Instructions to follow:
Scan the lines below and report each one containing "cells" by copying it.

Supplied records:
┌──
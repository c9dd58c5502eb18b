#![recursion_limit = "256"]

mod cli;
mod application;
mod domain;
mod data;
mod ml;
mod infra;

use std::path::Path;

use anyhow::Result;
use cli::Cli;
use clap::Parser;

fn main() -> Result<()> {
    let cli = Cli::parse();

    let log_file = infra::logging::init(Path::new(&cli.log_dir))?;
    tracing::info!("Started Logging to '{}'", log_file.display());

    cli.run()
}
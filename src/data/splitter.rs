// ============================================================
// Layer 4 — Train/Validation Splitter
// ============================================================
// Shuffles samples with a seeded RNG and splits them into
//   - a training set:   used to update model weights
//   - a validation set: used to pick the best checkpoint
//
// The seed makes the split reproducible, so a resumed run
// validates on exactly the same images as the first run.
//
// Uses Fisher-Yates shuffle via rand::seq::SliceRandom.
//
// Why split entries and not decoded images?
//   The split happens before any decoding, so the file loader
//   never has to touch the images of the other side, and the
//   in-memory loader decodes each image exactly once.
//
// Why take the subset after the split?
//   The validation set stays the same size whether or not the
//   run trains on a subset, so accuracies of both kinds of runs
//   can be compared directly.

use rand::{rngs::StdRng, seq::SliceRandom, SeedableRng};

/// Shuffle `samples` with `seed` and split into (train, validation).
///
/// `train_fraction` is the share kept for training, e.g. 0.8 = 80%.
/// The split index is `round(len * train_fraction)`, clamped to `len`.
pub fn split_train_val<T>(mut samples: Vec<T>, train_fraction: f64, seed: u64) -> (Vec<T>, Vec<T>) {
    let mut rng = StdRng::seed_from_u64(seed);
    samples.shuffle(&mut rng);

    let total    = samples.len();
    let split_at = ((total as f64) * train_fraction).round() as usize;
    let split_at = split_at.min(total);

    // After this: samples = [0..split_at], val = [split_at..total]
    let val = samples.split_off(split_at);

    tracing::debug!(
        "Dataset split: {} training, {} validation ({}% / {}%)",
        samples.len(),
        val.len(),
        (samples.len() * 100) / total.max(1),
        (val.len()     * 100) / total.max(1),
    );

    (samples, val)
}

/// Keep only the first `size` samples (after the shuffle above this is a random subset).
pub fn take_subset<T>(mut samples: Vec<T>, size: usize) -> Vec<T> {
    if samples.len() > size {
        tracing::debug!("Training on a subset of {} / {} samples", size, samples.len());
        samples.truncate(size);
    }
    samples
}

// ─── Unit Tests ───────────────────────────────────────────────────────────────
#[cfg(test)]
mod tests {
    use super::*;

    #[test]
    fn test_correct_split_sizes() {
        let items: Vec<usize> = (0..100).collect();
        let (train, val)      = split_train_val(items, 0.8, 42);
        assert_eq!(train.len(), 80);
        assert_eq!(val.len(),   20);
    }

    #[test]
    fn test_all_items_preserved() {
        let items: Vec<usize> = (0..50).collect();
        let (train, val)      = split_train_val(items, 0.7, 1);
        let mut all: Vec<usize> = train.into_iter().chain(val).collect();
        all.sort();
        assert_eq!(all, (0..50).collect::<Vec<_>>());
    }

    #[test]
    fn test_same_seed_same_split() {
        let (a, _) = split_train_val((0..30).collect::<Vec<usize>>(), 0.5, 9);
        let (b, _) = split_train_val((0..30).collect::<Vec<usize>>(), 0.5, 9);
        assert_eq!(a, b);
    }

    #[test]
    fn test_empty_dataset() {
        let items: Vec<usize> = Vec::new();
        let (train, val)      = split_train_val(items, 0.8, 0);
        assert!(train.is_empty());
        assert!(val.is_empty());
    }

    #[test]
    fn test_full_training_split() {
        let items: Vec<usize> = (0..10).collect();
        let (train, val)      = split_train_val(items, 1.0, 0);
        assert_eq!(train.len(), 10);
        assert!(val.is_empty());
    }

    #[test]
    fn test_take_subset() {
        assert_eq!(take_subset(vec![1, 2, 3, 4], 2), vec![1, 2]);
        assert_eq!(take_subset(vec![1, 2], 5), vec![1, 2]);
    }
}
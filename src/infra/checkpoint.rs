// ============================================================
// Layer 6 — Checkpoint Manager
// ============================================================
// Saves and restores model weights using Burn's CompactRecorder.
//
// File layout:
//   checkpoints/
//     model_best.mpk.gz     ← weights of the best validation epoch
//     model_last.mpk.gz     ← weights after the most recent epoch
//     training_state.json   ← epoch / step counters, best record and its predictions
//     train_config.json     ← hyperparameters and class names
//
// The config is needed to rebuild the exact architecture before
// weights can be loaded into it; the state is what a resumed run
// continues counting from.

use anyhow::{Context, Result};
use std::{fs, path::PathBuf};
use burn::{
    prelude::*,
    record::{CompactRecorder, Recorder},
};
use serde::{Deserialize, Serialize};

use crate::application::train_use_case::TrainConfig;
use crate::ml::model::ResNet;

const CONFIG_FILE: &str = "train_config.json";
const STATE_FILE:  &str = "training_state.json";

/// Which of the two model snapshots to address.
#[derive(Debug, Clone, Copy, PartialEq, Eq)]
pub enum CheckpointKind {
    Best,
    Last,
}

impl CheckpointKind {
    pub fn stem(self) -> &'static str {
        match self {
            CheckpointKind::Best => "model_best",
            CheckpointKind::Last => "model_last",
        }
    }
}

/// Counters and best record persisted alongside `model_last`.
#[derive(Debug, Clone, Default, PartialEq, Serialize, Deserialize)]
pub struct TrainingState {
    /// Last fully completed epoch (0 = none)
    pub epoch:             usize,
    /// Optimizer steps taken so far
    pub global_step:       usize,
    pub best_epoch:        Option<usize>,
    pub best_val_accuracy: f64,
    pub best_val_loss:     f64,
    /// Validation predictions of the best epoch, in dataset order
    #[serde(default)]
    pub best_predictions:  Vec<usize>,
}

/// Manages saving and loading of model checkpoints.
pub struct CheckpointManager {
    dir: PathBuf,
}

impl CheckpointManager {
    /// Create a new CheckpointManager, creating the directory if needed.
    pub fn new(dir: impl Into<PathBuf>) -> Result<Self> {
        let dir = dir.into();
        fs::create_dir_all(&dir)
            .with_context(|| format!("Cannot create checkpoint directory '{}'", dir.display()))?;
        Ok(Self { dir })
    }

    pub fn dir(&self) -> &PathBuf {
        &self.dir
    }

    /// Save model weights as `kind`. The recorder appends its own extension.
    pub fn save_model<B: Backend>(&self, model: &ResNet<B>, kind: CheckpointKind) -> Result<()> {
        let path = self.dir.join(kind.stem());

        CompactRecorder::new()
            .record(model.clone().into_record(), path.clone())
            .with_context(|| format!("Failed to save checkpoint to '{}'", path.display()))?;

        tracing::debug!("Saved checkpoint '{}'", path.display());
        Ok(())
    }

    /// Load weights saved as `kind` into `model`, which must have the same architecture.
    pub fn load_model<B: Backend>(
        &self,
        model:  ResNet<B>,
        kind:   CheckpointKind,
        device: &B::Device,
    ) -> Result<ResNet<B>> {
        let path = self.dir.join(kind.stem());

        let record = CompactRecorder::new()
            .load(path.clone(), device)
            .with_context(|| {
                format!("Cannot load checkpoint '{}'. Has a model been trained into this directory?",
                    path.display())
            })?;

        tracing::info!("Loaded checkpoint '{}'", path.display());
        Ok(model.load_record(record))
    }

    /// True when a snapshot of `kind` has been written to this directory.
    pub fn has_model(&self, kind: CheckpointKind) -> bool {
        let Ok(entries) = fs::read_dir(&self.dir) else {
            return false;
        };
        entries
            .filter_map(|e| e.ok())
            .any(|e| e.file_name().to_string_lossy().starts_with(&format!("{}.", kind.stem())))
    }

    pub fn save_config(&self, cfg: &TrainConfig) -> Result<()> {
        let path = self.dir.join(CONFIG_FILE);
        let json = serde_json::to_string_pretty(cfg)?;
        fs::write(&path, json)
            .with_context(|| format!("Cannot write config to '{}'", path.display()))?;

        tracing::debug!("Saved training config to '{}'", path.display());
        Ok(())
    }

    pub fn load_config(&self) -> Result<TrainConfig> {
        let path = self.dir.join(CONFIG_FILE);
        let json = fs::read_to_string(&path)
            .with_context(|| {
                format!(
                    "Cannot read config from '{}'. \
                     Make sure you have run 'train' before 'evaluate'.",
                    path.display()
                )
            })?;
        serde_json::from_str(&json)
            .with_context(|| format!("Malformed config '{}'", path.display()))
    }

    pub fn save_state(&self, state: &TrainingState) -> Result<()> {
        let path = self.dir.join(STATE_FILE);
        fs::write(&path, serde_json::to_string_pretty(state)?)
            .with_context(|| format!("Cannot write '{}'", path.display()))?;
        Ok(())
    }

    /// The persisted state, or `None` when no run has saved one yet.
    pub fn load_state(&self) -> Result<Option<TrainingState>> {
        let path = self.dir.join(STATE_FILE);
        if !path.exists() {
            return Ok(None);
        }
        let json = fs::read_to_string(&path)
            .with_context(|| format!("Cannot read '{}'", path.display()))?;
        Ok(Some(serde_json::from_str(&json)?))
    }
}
└──
┌──
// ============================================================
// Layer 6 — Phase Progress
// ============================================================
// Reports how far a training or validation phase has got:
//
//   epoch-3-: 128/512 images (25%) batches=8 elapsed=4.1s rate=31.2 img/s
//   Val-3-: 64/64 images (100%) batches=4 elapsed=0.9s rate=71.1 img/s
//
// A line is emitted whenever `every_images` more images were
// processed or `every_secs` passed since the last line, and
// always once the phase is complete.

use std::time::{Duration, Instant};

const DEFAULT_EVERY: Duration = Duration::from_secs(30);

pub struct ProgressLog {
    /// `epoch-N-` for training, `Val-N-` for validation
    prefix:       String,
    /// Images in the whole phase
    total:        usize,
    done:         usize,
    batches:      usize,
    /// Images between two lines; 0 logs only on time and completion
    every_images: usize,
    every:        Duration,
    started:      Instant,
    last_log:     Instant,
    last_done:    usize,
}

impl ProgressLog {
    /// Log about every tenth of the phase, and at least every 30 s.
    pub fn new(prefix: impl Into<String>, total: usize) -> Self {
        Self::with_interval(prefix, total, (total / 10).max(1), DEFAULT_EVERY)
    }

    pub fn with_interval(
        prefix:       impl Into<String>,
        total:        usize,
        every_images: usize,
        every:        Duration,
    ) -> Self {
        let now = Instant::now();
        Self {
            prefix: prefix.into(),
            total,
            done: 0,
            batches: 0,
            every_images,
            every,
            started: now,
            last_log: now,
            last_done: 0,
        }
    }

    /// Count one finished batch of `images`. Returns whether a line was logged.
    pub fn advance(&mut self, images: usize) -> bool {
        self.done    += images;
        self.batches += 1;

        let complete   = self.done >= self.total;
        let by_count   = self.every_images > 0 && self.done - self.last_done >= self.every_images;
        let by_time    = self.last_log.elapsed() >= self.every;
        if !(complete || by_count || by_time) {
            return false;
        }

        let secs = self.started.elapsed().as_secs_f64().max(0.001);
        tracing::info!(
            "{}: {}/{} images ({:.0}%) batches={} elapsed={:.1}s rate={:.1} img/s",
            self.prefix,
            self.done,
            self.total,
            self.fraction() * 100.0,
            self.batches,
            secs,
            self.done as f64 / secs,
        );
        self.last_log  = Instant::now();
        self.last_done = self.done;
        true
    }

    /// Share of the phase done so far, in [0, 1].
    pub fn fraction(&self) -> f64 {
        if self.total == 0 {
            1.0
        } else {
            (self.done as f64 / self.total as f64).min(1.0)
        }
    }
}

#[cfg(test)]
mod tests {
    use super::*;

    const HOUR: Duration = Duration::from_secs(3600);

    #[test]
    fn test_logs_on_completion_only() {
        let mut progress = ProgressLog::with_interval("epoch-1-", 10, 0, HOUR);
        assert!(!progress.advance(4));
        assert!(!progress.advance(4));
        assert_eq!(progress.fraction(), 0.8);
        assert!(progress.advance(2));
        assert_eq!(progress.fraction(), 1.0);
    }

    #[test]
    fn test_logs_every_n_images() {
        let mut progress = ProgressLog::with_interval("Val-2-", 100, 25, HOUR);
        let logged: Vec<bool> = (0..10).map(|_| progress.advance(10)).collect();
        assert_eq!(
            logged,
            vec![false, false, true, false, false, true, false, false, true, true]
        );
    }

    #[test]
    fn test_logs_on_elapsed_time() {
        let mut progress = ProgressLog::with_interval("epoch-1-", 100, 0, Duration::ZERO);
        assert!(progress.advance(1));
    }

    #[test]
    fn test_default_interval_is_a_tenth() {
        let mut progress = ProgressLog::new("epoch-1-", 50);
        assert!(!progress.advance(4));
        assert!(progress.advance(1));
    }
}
└──
┌──
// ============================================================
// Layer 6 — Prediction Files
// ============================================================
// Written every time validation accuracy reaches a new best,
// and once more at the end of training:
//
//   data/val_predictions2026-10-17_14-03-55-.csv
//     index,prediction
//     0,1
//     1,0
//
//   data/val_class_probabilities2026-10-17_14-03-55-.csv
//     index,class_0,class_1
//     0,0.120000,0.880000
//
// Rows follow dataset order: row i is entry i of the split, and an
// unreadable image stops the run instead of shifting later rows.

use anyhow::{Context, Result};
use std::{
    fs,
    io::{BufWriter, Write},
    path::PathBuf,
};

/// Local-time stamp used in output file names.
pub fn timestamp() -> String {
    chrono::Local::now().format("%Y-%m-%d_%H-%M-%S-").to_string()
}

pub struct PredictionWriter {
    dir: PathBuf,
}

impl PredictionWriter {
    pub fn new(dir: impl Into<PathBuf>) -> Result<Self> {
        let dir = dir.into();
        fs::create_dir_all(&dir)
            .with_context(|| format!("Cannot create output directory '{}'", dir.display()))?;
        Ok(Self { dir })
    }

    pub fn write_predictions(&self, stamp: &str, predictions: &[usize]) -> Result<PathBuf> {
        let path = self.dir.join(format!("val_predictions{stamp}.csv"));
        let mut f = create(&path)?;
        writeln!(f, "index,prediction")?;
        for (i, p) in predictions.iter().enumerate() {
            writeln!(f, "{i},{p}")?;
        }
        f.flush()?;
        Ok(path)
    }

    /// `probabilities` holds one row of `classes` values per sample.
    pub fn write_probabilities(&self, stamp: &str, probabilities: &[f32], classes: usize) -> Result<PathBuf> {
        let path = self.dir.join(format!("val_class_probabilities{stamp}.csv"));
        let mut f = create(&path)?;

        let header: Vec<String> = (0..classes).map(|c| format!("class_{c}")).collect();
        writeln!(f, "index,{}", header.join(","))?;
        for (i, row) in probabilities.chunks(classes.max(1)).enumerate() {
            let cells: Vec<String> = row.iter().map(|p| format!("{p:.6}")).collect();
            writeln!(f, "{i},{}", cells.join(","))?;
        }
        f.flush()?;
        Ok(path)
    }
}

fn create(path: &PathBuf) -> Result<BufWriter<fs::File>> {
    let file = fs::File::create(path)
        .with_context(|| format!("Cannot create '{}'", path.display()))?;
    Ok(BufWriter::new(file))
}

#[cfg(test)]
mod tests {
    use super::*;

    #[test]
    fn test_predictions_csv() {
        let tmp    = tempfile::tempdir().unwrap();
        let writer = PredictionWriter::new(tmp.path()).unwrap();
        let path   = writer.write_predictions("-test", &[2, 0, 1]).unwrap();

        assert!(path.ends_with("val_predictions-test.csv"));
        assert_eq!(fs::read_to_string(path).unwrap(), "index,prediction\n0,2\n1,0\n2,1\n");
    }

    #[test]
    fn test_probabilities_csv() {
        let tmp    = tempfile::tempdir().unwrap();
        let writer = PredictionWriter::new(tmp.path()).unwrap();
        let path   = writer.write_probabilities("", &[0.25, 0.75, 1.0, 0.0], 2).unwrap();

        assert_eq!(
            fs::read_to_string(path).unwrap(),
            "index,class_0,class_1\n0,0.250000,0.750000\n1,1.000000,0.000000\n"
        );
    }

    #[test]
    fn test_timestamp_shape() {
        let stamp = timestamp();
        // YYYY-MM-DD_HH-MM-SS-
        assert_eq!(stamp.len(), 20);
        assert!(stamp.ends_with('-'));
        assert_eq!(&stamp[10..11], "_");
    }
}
└──
Answer space:
            let cells: Vec<String> = row.iter().map(|p| format!("{p:.6}")).collect();
            writeln!(f, "{i},{}", cells.join(","))?;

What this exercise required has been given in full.